39      Somit ist die Anwendung einer Frist von zehn Jahren für die Bewertung der Aktien einer Gesellschaft, deren tatsächliche Geschäftsleitung sich an einem Ort in einem anderen Mitgliedstaat als dem Königreich Belgien befindet, nicht gerechtfertigt, da die generelle Geltung einer solchen Frist sich in keiner Weise nach der Zeit richtet, die für die sachdienliche Inanspruchnahme von Mechanismen der gegenseitigen Amtshilfe oder anderer Mittel, die die Ermittlung des Wertes dieser Aktien erlauben, benötigt wird.

40      Nach alledem ist auf die vorgelegte Frage zu antworten, dass Art. 63 AEUV dahin auszulegen ist, dass er einer Regelung eines Mitgliedstaats wie der im Ausgangsverfahren fraglichen entgegensteht, die im Bereich der Erbschaftsteuern eine Verjährungsfrist von zehn Jahren für die Bewertung von Namensaktien einer Gesellschaft vorsieht, deren Aktionär der Erblasser war und deren tatsächliche Geschäftsleitung sich an einem Ort in einem anderen Mitgliedstaat befindet, während diese Frist zwei Jahre beträgt, wenn sich der Ort der tatsächlichen Geschäftsleitung im erstgenannten Mitgliedstaat befindet.

 Kosten

41      Für die Parteien des Ausgangsverfahrens ist das Verfahren ein Zwischenstreit in dem bei dem vorlegenden Gericht anhängigen Rechtsstreit; die Kostenentscheidung ist daher Sache dieses Gerichts. Die Auslagen anderer Beteiligter für die Abgabe von Erklärungen vor dem Gerichtshof sind nicht erstattungsfähig.

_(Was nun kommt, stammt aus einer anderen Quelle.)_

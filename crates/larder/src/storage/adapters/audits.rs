//! Audit entry adapter.
//!
//! Audit records are append-only: created by the audit projector, indexed
//! under the owning account, and pruned by store-native TTL rather than
//! explicit deletion. No update merge exists.

use std::sync::Arc;

use chrono::{DateTime, Utc};

use larder_core::resource::{AuditInput, AuditRecord, PartitionKey, ResourceKind};
use larder_core::storage::{RepositoryError, Result};

use crate::storage::adapter::ResourceAdapter;
use crate::storage::repository::Repository;
use crate::storage::store::StoreClient;

pub struct AuditAdapter;

pub fn repository(store: Arc<dyn StoreClient>) -> Repository<AuditAdapter> {
    Repository::new(store, AuditAdapter)
}

impl ResourceAdapter for AuditAdapter {
    type Record = AuditRecord;
    type Input = AuditInput;

    fn kind(&self) -> ResourceKind {
        ResourceKind::Audit
    }

    fn on_create(
        &self,
        input: AuditInput,
        now: DateTime<Utc>,
        account_id: &str,
        item_id: &str,
    ) -> Result<AuditRecord> {
        let owner = input
            .account_id
            .ok_or_else(|| RepositoryError::invalid_input("audit account id is required"))?;
        let action = input
            .action
            .ok_or_else(|| RepositoryError::invalid_input("audit action is required"))?;
        let resource_id = input
            .resource_id
            .ok_or_else(|| RepositoryError::invalid_input("audit resource id is required"))?;
        let resource_type = input
            .resource_type
            .ok_or_else(|| RepositoryError::invalid_input("audit resource type is required"))?;
        Ok(AuditRecord {
            pk: PartitionKey::new(account_id, self.kind()).encode(),
            sk: item_id.to_string(),
            first_index: format!("{}:{}", owner, self.kind().as_str()),
            resource_id,
            resource_type,
            action,
            new_values: input.new_values,
            old_values: input.old_values,
            expires_in: input.expires_in,
            create_time: now,
            update_time: now,
        })
    }
}

#[cfg(test)]
mod tests {
    use super::*;

    #[test]
    fn test_create_indexes_under_owner() {
        let record = AuditAdapter
            .on_create(
                AuditInput {
                    account_id: Some("acct".to_string()),
                    action: Some("CREATED".to_string()),
                    resource_id: Some("recipe-1".to_string()),
                    resource_type: Some("Recipe".to_string()),
                    expires_in: Some(1_900_000_000_000),
                    ..Default::default()
                },
                Utc::now(),
                "acct",
                "audit-1",
            )
            .unwrap();
        assert_eq!(record.first_index, "acct:Audit");
        assert_eq!(record.action, "CREATED");
    }

    #[test]
    fn test_create_requires_action() {
        let err = AuditAdapter
            .on_create(
                AuditInput {
                    account_id: Some("acct".to_string()),
                    ..Default::default()
                },
                Utc::now(),
                "acct",
                "audit-1",
            )
            .unwrap_err();
        assert!(matches!(err, RepositoryError::InvalidInput(_)));
    }
}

Aus diesen Gründen hat der Gerichtshof (Zweite Kammer) für Recht erkannt:

Art. 63 AEUV ist dahin auszulegen, dass er einer Regelung eines Mitgliedstaats wie der im Ausgangsverfahren fraglichen entgegensteht, die im Bereich der Erbschaftsteuern eine Verjährungsfrist von zehn Jahren für die Bewertung von Namensaktien einer Gesellschaft vorsieht, deren Aktionär der Erblasser war und deren tatsächliche Geschäftsleitung sich an einem Ort in einem anderen Mitgliedstaat befindet, während diese Frist zwei Jahre beträgt, wenn sich der Ort der tatsächlichen Geschäftsleitung im erstgenannten Mitgliedstaat befindet.

Unterschriften


* Verfahrenssprache: Niederländisch.